Message par 7swans »

Watkinssien a écrit :
El Dadal a écrit :. Et à tout prendre, je choisis sans hésiter le dernier Coppola au dernier Scorsese, exemple type d'un cinéaste célébré qui ronronne mollement et se complait dans ses habituelles figures de style.
C'est tout le contraire, pour ma part... Avec Hugo, on est loin du ronronnement et dans la complaisance mais plutôt dans le questionnement constant de la trace laissée par le cinéaste Scorsese, filmé avec brio, poésie et inventivité... Les deux films n'ont pas du tout le même budget, mais ils ont cette volonté de parler des réalisateurs eux-même...

Dans Twixt, c'est le personnage de Val Kilmer qui représente forcément le cinéaste... C'est beaucoup moins élaboré que dans Hugo, où le cinéaste se reconnait à la fois dans Méliès mais aussi dans Hugo Cabret...

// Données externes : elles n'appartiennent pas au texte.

// ============================================================================
// Materials and textures
// ============================================================================

#[derive(Clone, Copy, Debug, Default, PartialEq, Eq, Hash, Serialize, Deserialize)]
#[serde(rename_all = "camelCase")]
pub enum MaterialKind {
    #[default]
    Pbr,
    Unlit,
    Custom,
}

#[derive(Clone, Copy, Debug, Default, PartialEq, Eq, Hash, Serialize, Deserialize)]
#[serde(rename_all = "camelCase")]
pub enum AlphaMode {
    #[default]
    Opaque,
    Mask,
    Blend,
}

/// Texture slot binding on a material
#[derive(Clone, Debug, PartialEq, Serialize, Deserialize)]
#[serde(rename_all = "camelCase")]
pub struct TextureRef {
    pub texture_id: String,
    #[serde(default)]
    pub tex_coord: u32,
}

impl TextureRef {
    pub fn new(texture_id: impl Into<String>) -> Self {
        Self {
            texture_id: texture_id.into(),
            tex_coord: 0,
        }
    }
}

#[derive(Clone, Debug, PartialEq, Serialize, Deserialize)]
#[serde(rename_all = "camelCase")]
pub struct Material {
    pub id: String,
    pub name: String,
    #[serde(default)]
    pub kind: MaterialKind,
    pub base_color: [f32; 4],
    pub metallic: f32,
    pub roughness: f32,
    #[serde(default, skip_serializing_if = "Option::is_none")]
    pub base_color_texture: Option<TextureRef>,
    #[serde(default, skip_serializing_if = "Option::is_none")]
    pub metallic_roughness_texture: Option<TextureRef>,
    #[serde(default, skip_serializing_if = "Option::is_none")]
    pub normal_texture: Option<TextureRef>,
    #[serde(default, skip_serializing_if = "Option::is_none")]
    pub occlusion_texture: Option<TextureRef>,
    #[serde(default, skip_serializing_if = "Option::is_none")]
    pub emissive_texture: Option<TextureRef>,
    #[serde(default)]
    pub emissive: [f32; 3],
    #[serde(default)]
    pub alpha_mode: AlphaMode,
    #[serde(default = "default_alpha_cutoff")]
    pub alpha_cutoff: f32,
    #[serde(default)]
    pub double_sided: bool,
}

fn default_alpha_cutoff() -> f32 {
    0.5
}

impl Material {
    /// White, non-metallic, mid-roughness, opaque
    pub fn new(id: impl Into<String>, name: impl Into<String>) -> Self {
        Self {
            id: id.into(),
            name: name.into(),
            kind: MaterialKind::Pbr,
            base_color: [1.0, 1.0, 1.0, 1.0],
            metallic: 0.0,
            roughness: 0.5,
            base_color_texture: None,
            metallic_roughness_texture: None,
            normal_texture: None,
            occlusion_texture: None,
            emissive_texture: None,
            emissive: [0.0, 0.0, 0.0],
            alpha_mode: AlphaMode::Opaque,
            alpha_cutoff: default_alpha_cutoff(),
            double_sided: false,
        }
    }

    /// Bound texture slots as `(slot name, reference)`
    pub fn texture_slots(&self) -> impl Iterator<Item = (&'static str, &TextureRef)> {
        [
            ("baseColorTexture", self.base_color_texture.as_ref()),
            (
                "metallicRoughnessTexture",
                self.metallic_roughness_texture.as_ref(),
            ),
            ("normalTexture", self.normal_texture.as_ref()),
            ("occlusionTexture", self.occlusion_texture.as_ref()),
            ("emissiveTexture", self.emissive_texture.as_ref()),
        ]
        .into_iter()
        .filter_map(|(slot, tex)| tex.map(|t| (slot, t)))
    }

    pub fn texture_slots_mut(&mut self) -> impl Iterator<Item = &mut TextureRef> {
        [
            self.base_color_texture.as_mut(),
            self.metallic_roughness_texture.as_mut(),
            self.normal_texture.as_mut(),
            self.occlusion_texture.as_mut(),
            self.emissive_texture.as_mut(),
        ]
        .into_iter()
        .flatten()
    }
}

Je trouve également le film de Scorsese beaucoup plus émouvant dans cette thématique personnelle que le film de Coppola, dans lequel je suis resté complètement distant et hermétique de ce point de vue...
La dessus (comparaison Coppola/Scorsese), Kaganski a écrit très justement :
Si Scorsese réussit des films pleins, Coppola ferait plutôt des propositions de films (selon le mot de Godard), objets bancals malgré leur hyperstylisation et leur teneur autobiographique, mais qui recèlent de subjugants éclats de génie. Deux approches du cinéma qui s’opposent, deux façons de vieillir derrière une caméra qui se complètent.
Demi-Lune a écrit : l'ininspiration de ses deux films suivants
C'est un vrai mot ça?
Demi-Lune a écrit : personne n'a eu envie de se bidonner quand Flamingo sort sa grosse moto et fait des cabrioles sur des fonds verts renvoyant au pire du Rodriguez de Sin City ??)
Je crois avoir lu (sur les cahiers?) que Sin City était une réelle référence pour Coppola et son chef op'.
AtCloseRange a écrit :il fait d'ailleurs une autre imitation que je n'ai pas reconnu.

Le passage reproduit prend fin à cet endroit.